### The task:
Give again the lines of the data from its first line through the line with "Riegel endurance exponent.". Change nothing.

### Task input:
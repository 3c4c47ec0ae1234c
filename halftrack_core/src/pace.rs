//! Pace model: reference pace from race results, target paces by offset.
//!
//! The reference pace is roughly a 5K-effort pace in seconds per mile.
//! Longer results are scaled to 5K with the Riegel endurance exponent.

use crate::{Paces, FIVE_K_MILES, HALF_MARATHON_MILES, TEN_K_MILES};

/// Riegel endurance-decay exponent
pub const RIEGEL_EXPONENT: f64 = 1.06;

/// Reference pace used when no race times are known (9:00/mi)
pub const DEFAULT_REFERENCE_PACE: f64 = 540.0;

/// 5K-equivalent pace (s/mi) implied by a 10K finish time
fn ten_k_equivalent_pace(ten_k_seconds: f64) -> f64 {
    ten_k_seconds * (FIVE_K_MILES / TEN_K_MILES).powf(RIEGEL_EXPONENT) / FIVE_K_MILES
}

/// Riegel extrapolation of a finish time to another distance
fn riegel(seconds: f64, from_miles: f64, to_miles: f64) -> f64 {
    seconds * (to_miles / from_miles).powf(RIEGEL_EXPONENT)
}

fn known(seconds: Option<u32>) -> Option<f64> {
    seconds.filter(|&s| s > 0).map(f64::from)
}

/// Single reference pace from the known race times.
///
/// With both times the 10K-derived pace is weighted 55%.
pub fn reference_pace(five_k_seconds: Option<u32>, ten_k_seconds: Option<u32>) -> f64 {
    match (known(five_k_seconds), known(ten_k_seconds)) {
        (Some(five), Some(ten)) => {
            (five / FIVE_K_MILES) * 0.45 + ten_k_equivalent_pace(ten) * 0.55
        }
        (Some(five), None) => five / FIVE_K_MILES,
        (None, Some(ten)) => ten_k_equivalent_pace(ten),
        (None, None) => DEFAULT_REFERENCE_PACE,
    }
}

/// Target paces for every workout type
pub fn calc_paces(five_k_seconds: Option<u32>, ten_k_seconds: Option<u32>) -> Paces {
    Paces::from_reference(reference_pace(five_k_seconds, ten_k_seconds))
}

/// Estimated half-marathon finish in seconds, if any race time is known.
///
/// Blends 40% 5K-derived with 60% 10K-derived; this differs
/// from the 45/55 split in [`reference_pace`].
pub fn estimate_half(five_k_seconds: Option<u32>, ten_k_seconds: Option<u32>) -> Option<f64> {
    let from_five = known(five_k_seconds).map(|s| riegel(s, FIVE_K_MILES, HALF_MARATHON_MILES));
    let from_ten = known(ten_k_seconds).map(|s| riegel(s, TEN_K_MILES, HALF_MARATHON_MILES));

    match (from_five, from_ten) {
        (Some(five), Some(ten)) => Some(five * 0.4 + ten * 0.6),
        (five, ten) => five.or(ten),
    }
}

### Written solution:
repository 3c4c47ec0ae1234c
filename halftrack_core/src/pace.rs
//! Pace model: reference pace from race results, target paces by offset.
//!
//! The reference pace is roughly a 5K-effort pace in seconds per mile.
//! Longer results are scaled to 5K with the Riegel endurance exponent.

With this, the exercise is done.